I want to preface by saying, I know 2020 was—more or less—hard for everyone. Some people were on quarantine lockdown and feeling the loneliness, anxieties, and claustrophobia in their confinement. Others were considered “essential workers” and were affected by the pandemic by having to be out in the world and operating with the fear of being at-risk every minute they are not safe in the confines of their at home.
I was the second person described above.
Last year, I barely got a taste of the “work from home” experience because my role and the work I do requires me to be full-time on site.
Facing the hell that was 2020
Part of moving forward and finding a good balance between being “realistic” and “optimistic” is addressing the rough reality of what it was like living through it last year up until now. I need to address it, understand what going through what I went through meant to me, and figure out a “realistic positive” path forward.
Something called “Toxic Positivity” creeped in
In other words, I admit that I developed toxic positivity habits in 2020 that I’m not happy with. But I did what I did, and thought the way I thought to get myself through the year.
The whole world shifted
While a crap-ton of jarring, world-paradigm-shifting events were occurring, I compartmentalized.
As someone who takes pride in spreading awareness about issues, I felt guilty about not “saying” or “spreading” more than I did.
Mind you, I was and am hyper-aware of the toilet paper dilemma, the Australia bushfires, the two-inch murder hornets, the stock market crash, the ridiculous COVID-19 relief provided in the US, Harry and Meghan quitting the royal fam, the first and second impeachment trials, the #MeToo victory in the HW verdict, the Black Lives Matter protests and injustices surrounding the movement, the many deaths (of Kobe Bryant, Gigi Bryant, Chadwick Boseman, Ruth Bader Ginsburg, and many other humans who should have had more time), the Beirut explosion, the USA presidential election, the West Coast wildfires and close-to-home evacuations, the invasion of the Capitol… all of it.

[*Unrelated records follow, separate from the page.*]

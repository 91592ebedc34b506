//! Register client.
//!
//! A minimal Modbus/TCP master for the CLI and for tests. One request in
//! flight at a time; reconnecting after a failure is the caller's business.

use std::time::Duration;

use tokio::net::{TcpStream, ToSocketAddrs};
use tokio::time::timeout;
use tracing::debug;

use crate::config::{DeviceIdentity, object_id};
use crate::error::{ModbusError, ModbusResult};
use crate::frame::{Frame, read_frame, write_frame};
use crate::pdu::{
    MAX_READ_QUANTITY, MAX_WRITE_QUANTITY, ReadDeviceIdCode, Request, Response,
};

const DEFAULT_TIMEOUT: Duration = Duration::from_secs(5);

pub struct RegisterClient {
    stream: TcpStream,
    unit_id: u8,
    transaction: u16,
    timeout: Duration,
}

impl RegisterClient {
    pub async fn connect(addr: impl ToSocketAddrs) -> ModbusResult<Self> {
        let stream = timeout(DEFAULT_TIMEOUT, TcpStream::connect(addr))
            .await
            .map_err(|_| ModbusError::Timeout)??;
        stream.set_nodelay(true)?;
        Ok(Self {
            stream,
            unit_id: 1,
            transaction: 0,
            timeout: DEFAULT_TIMEOUT,
        })
    }

    pub fn with_unit_id(mut self, unit_id: u8) -> Self {
        self.unit_id = unit_id;
        self
    }

    /// Per-request response timeout.
    pub fn with_timeout(mut self, timeout: Duration) -> Self {
        self.timeout = timeout;
        self
    }

    pub async fn read_holding(&mut self, start: u16, quantity: u16) -> ModbusResult<Vec<u16>> {
        if !(1..=MAX_READ_QUANTITY).contains(&quantity) {
            return Err(ModbusError::InvalidArg {
                what: "read quantity must be within 1..=125",
            });
        }
        match self.call(&Request::ReadHolding { start, quantity }).await? {
            Response::ReadHolding { values } if values.len() == usize::from(quantity) => {
                Ok(values)
            }
            other => Err(unexpected(&other)),
        }
    }

    pub async fn write_single(&mut self, address: u16, value: u16) -> ModbusResult<()> {
        match self.call(&Request::WriteSingle { address, value }).await? {
            Response::WriteSingle { .. } => Ok(()),
            other => Err(unexpected(&other)),
        }
    }

    pub async fn write_multiple(&mut self, start: u16, values: &[u16]) -> ModbusResult<()> {
        if values.is_empty() || values.len() > usize::from(MAX_WRITE_QUANTITY) {
            return Err(ModbusError::InvalidArg {
                what: "write quantity must be within 1..=123",
            });
        }
        let request = Request::WriteMultiple {
            start,
            values: values.to_vec(),
        };
        match self.call(&request).await? {
            Response::WriteMultiple { .. } => Ok(()),
            other => Err(unexpected(&other)),
        }
    }

    /// Read the regular identification objects, following continuation
    /// responses.
    pub async fn read_device_id(&mut self) -> ModbusResult<DeviceIdentity> {
        let mut objects = Vec::new();
        let mut next = object_id::VENDOR_NAME;
        loop {
            let request = Request::ReadDeviceId {
                code: ReadDeviceIdCode::Regular,
                object_id: next,
            };
            let body = match self.call(&request).await? {
                Response::ReadDeviceId(body) => body,
                other => return Err(unexpected(&other)),
            };
            objects.extend(body.objects);
            if !body.more_follows {
                break;
            }
            if body.next_object_id <= next {
                return Err(ModbusError::Pdu(
                    "identification stream did not advance".to_string(),
                ));
            }
            next = body.next_object_id;
        }
        DeviceIdentity::from_objects(objects.iter().map(|(id, v)| (*id, v.as_slice())))
    }

    /// Send one request and wait for its response.
    ///
    /// Exception responses come back as [`ModbusError::Exception`].
    pub async fn call(&mut self, request: &Request) -> ModbusResult<Response> {
        self.transaction = self.transaction.wrapping_add(1);
        let frame = Frame::new(self.transaction, self.unit_id, request.encode());
        let reply = timeout(self.timeout, self.round_trip(&frame))
            .await
            .map_err(|_| ModbusError::Timeout)??;

        if reply.transaction_id != frame.transaction_id {
            return Err(ModbusError::TransactionMismatch {
                expected: frame.transaction_id,
                got: reply.transaction_id,
            });
        }
        match Response::decode(request.function(), &reply.pdu)? {
            Response::Exception(e) => {
                debug!(function = e.function, code = ?e.code, "exception response");
                Err(ModbusError::Exception {
                    function: e.function,
                    code: e.code,
                })
            }
            response => Ok(response),
        }
    }

    async fn round_trip(&mut self, frame: &Frame) -> ModbusResult<Frame> {
        write_frame(&mut self.stream, frame).await?;
        read_frame(&mut self.stream)
            .await?
            .ok_or(ModbusError::ConnectionClosed)
    }
}

fn unexpected(response: &Response) -> ModbusError {
    ModbusError::Pdu(format!("unexpected response {response:?}"))
}
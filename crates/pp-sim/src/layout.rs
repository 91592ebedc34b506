//! Plant geometry.
//!
//! The world is a 600×600 box with y pointing up. Each zone is an
//! axis-aligned rectangle, half-open on its upper edges so neighbouring
//! zones never both claim a token. Positions only answer "which zone is this
//! token in"; nothing is rendered from them here.
//!
//! ```text
//!  y
//! 600 +---------------------------------------------+
//!     |                                  +--------+ |
//! 545 | +-------- TURBINE ---------+     | PYLON  | |
//! 465 | +--------------------------+     |        | |
//!     |  riser   |    | CONDENSER  |     +--------+ | 300
//! 300 | +BOILER-+|gap |   (190-250)|                |
//! 170 | +-------+|    +------------+ 260            |
//! 120 | BURNER                                      |
//!   0 +---------------------------------------------+ x
//! ```

use pp_core::Real;
use serde::{Deserialize, Serialize};

pub const WORLD_WIDTH: Real = 600.0;
pub const WORLD_HEIGHT: Real = 600.0;

#[derive(Debug, Clone, Copy, PartialEq, Serialize, Deserialize)]
pub struct Point {
    pub x: Real,
    pub y: Real,
}

impl Point {
    pub const fn new(x: Real, y: Real) -> Self {
        Self { x, y }
    }
}

/// Axis-aligned rectangle, `[x0, x1) × [y0, y1)`.
#[derive(Debug, Clone, Copy, PartialEq, Serialize, Deserialize)]
pub struct Rect {
    pub x0: Real,
    pub y0: Real,
    pub x1: Real,
    pub y1: Real,
}

impl Rect {
    pub const fn new(x0: Real, y0: Real, x1: Real, y1: Real) -> Self {
        Self { x0, y0, x1, y1 }
    }

    pub fn contains(&self, p: Point) -> bool {
        p.x >= self.x0 && p.x < self.x1 && p.y >= self.y0 && p.y < self.y1
    }
}

#[derive(Debug, Clone, Copy, PartialEq, Eq, Hash, PartialOrd, Ord, Serialize, Deserialize)]
#[serde(rename_all = "snake_case")]
pub enum Zone {
    Burner,
    Boiler,
    Condenser,
    Turbine,
    Pylon,
}

impl Zone {
    pub const ALL: [Zone; 5] = [
        Zone::Burner,
        Zone::Boiler,
        Zone::Condenser,
        Zone::Turbine,
        Zone::Pylon,
    ];

    pub fn bounds(self) -> Rect {
        match self {
            Zone::Burner => BURNER,
            Zone::Boiler => BOILER,
            Zone::Condenser => CONDENSER,
            Zone::Turbine => TURBINE,
            Zone::Pylon => PYLON,
        }
    }

    pub fn index(self) -> usize {
        self as usize
    }

    /// The zone containing `p`, if any. Zones do not overlap.
    pub fn locate(p: Point) -> Option<Zone> {
        Zone::ALL.into_iter().find(|z| z.bounds().contains(p))
    }
}

pub const BURNER: Rect = Rect::new(12.0, 120.0, 182.0, 170.0);
pub const BOILER: Rect = Rect::new(12.0, 170.0, 184.0, 300.0);
pub const TURBINE: Rect = Rect::new(12.0, 465.0, 240.0, 545.0);
pub const CONDENSER: Rect = Rect::new(190.0, 260.0, 250.0, 465.0);
pub const PYLON: Rect = Rect::new(480.0, 300.0, 600.0, 500.0);

/// Left edge of the condenser outlet valve gap.
pub const VALVE_GAP_X: Real = 184.0;

pub const BOILER_FLOOR_Y: Real = BOILER.y0;
pub const CONDENSER_FLOOR_Y: Real = CONDENSER.y0;
/// Height at which steam runs along the turbine toward the condenser.
pub const TURBINE_RUN_Y: Real = 505.0;
/// x at which steam leaves the turbine and drops into the condenser.
pub const TURBINE_EXIT_X: Real = TURBINE.x1;
/// Height at which steam settles in the condenser.
pub const CONDENSER_REST_Y: Real = 270.0;

pub const PUMP_OUTLET: Point = Point::new(100.0, 348.0);
pub const BURNER_X: [Real; 3] = [37.0, 97.0, 160.0];
pub const BURNER_Y: Real = 134.0;
pub const STEAM_SPAWN_Y: Real = 280.0;
pub const ENERGY_SPAWN_Y: Real = 490.0;

/// Deterministic horizontal scatter so tokens spawned at one source do not
/// stack on a single point.
pub fn spread(serial: u64, center: Real, half_width: Real) -> Real {
    const SLOTS: u64 = 9;
    let slot = (serial % SLOTS) as Real;
    let unit = slot / (SLOTS - 1) as Real;
    center - half_width + 2.0 * half_width * unit
}

pub fn in_world(p: Point) -> bool {
    (0.0..WORLD_WIDTH).contains(&p.x) && (0.0..WORLD_HEIGHT).contains(&p.y)
}
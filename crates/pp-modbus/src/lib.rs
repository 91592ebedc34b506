//! Modbus/TCP access to the plant's register bank.
//!
//! - `frame`: MBAP header and async frame I/O
//! - `pdu`: request/response data units and exception codes
//! - `handler`: applies requests to a `RegisterBank`
//! - `server`: tokio accept loop, one task per connection
//! - `client`: minimal master used by the CLI and tests

pub mod client;
pub mod config;
pub mod error;
pub mod frame;
pub mod handler;
pub mod pdu;
pub mod server;

pub use client::RegisterClient;
pub use config::{DEFAULT_PORT, DeviceIdentity, ServerConfig};
pub use error::{ModbusError, ModbusResult};
pub use frame::{Frame, MbapHeader};
pub use handler::RequestHandler;
pub use pdu::{Exception, ExceptionCode, ReadDeviceIdCode, Request, Response};
pub use server::{ProtocolServer, ServerHandle};
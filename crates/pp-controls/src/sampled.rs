//! Tick-sampled execution.
//!
//! Production and thermal updates happen once every N ticks rather than every
//! tick. A [`Countdown`] tracks how many ticks remain until the next firing;
//! the period may change between firings (a rate knob moved), in which case
//! the new period applies from the next re-arm.

use serde::{Deserialize, Serialize};

/// Counts ticks down to the next firing.
#[derive(Debug, Clone, Copy, PartialEq, Eq, Serialize, Deserialize)]
pub struct Countdown {
    remaining: u32,
}

impl Countdown {
    /// Arm a countdown that fires after `period` ticks.
    ///
    /// A period of 0 is treated as 1 (fire every tick).
    pub fn new(period: u32) -> Self {
        Self {
            remaining: period.max(1),
        }
    }

    /// Advance by one tick.
    ///
    /// Returns `true` when the countdown elapsed on this tick; it is then
    /// re-armed with `period`.
    pub fn tick(&mut self, period: u32) -> bool {
        self.remaining = self.remaining.saturating_sub(1);
        if self.remaining == 0 {
            self.remaining = period.max(1);
            true
        } else {
            false
        }
    }

    /// Re-arm without firing.
    pub fn reset(&mut self, period: u32) {
        self.remaining = period.max(1);
    }

    /// Ticks left until the next firing.
    pub fn remaining(&self) -> u32 {
        self.remaining
    }
}
use core::fmt;
use core::num::NonZeroU64;

/// Identifier of a flow token.
///
/// - serials start at 1 and are never reused within a process
/// - `NonZero` keeps `Option<TokenId>` the same size as `TokenId`
#[derive(Clone, Copy, PartialEq, Eq, Hash, PartialOrd, Ord)]
pub struct TokenId(NonZeroU64);

impl TokenId {
    /// Create an id from a 0-based serial by storing serial+1.
    pub fn from_serial(serial: u64) -> Self {
        Self(NonZeroU64::MIN.saturating_add(serial))
    }

    /// Recover the 0-based serial.
    pub fn serial(self) -> u64 {
        self.0.get() - 1
    }
}

impl fmt::Debug for TokenId {
    fn fmt(&self, f: &mut fmt::Formatter<'_>) -> fmt::Result {
        write!(f, "TokenId({})", self.serial())
    }
}

impl fmt::Display for TokenId {
    fn fmt(&self, f: &mut fmt::Formatter<'_>) -> fmt::Result {
        write!(f, "#{}", self.serial())
    }
}

/// Monotonic allocator for token ids.
#[derive(Clone, Debug, Default)]
pub struct TokenIdAllocator {
    next: u64,
}

impl TokenIdAllocator {
    pub fn new() -> Self {
        Self::default()
    }

    pub fn allocate(&mut self) -> TokenId {
        let id = TokenId::from_serial(self.next);
        self.next += 1;
        id
    }

    /// Number of ids handed out so far.
    pub fn issued(&self) -> u64 {
        self.next
    }
}

#[cfg(test)]
mod tests {
    use super::*;

    #[test]
    fn id_round_trip_serial() {
        for s in [0_u64, 1, 2, 42, 10_000] {
            assert_eq!(TokenId::from_serial(s).serial(), s);
        }
    }

    #[test]
    fn option_id_is_small() {
        assert_eq!(
            core::mem::size_of::<TokenId>(),
            core::mem::size_of::<Option<TokenId>>()
        );
    }

    #[test]
    fn allocator_is_monotonic() {
        let mut alloc = TokenIdAllocator::new();
        let a = alloc.allocate();
        let b = alloc.allocate();
        assert!(a < b);
        assert_eq!(alloc.issued(), 2);
    }
}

Again, I did what I could within the limits of my energy, time, and money. I donated, reposted, and discussed what I could, when I could, where I could… and I know I did my best (and continue to do my best) to stand up for what I believe in.
My organized dumpster fires
Consequently, dealing with the external state of the world took a toll on my internal, personal, microcosm state of my world.
I pushed all thoughts and feelings about events during the day, overworked, and was too tired to unwind and process everything both internally and externally, and both physically and mentally.
Very quickly, I found myself in a vicious cycle of wake up, work, sleep (a little), work, go to school, nap, work, eat unhealthy food, work, have a few minutes to spend time with my husband and fur baby, work, study, sleep…
Imagine an organized group of dumpster fires. That was me. That was my reality.
And I say “organized” dumpster fire, because I compartmentalized and because there were still some good things coming out of the chaos.
Now, where do I go from here?
At this point, you and I both know that I cannot operate the same way I did last year by allowing myself to be toxic positive, or by continuing to compartmentalized, or by continuing to dive into work and not give myself time to rest.
If I continue to do what I did last year (and I admit, last year up until now), I cannot expect to move forward and upward.
If I want to make it through the rest of this pandemic without completely ripping my whole self and well-being to shreds, then I need to do something about my ‘toxic positive thinking’, overworking, unrealistic compartmentalizing, lack of boundaries, and fear that I’m not doing enough when I take a break.
I need to find my center again.
I need to find my inner peace.
And I’ll do it in the best way that works for me.
I will heal and become stronger through expression and art; through my singing, my drawing, my editing, my journaling… Most of all, I will get through this with the help of my writing. Because at the core of all the things I hope to master, writing will always bring me home and this blog is a piece of that home.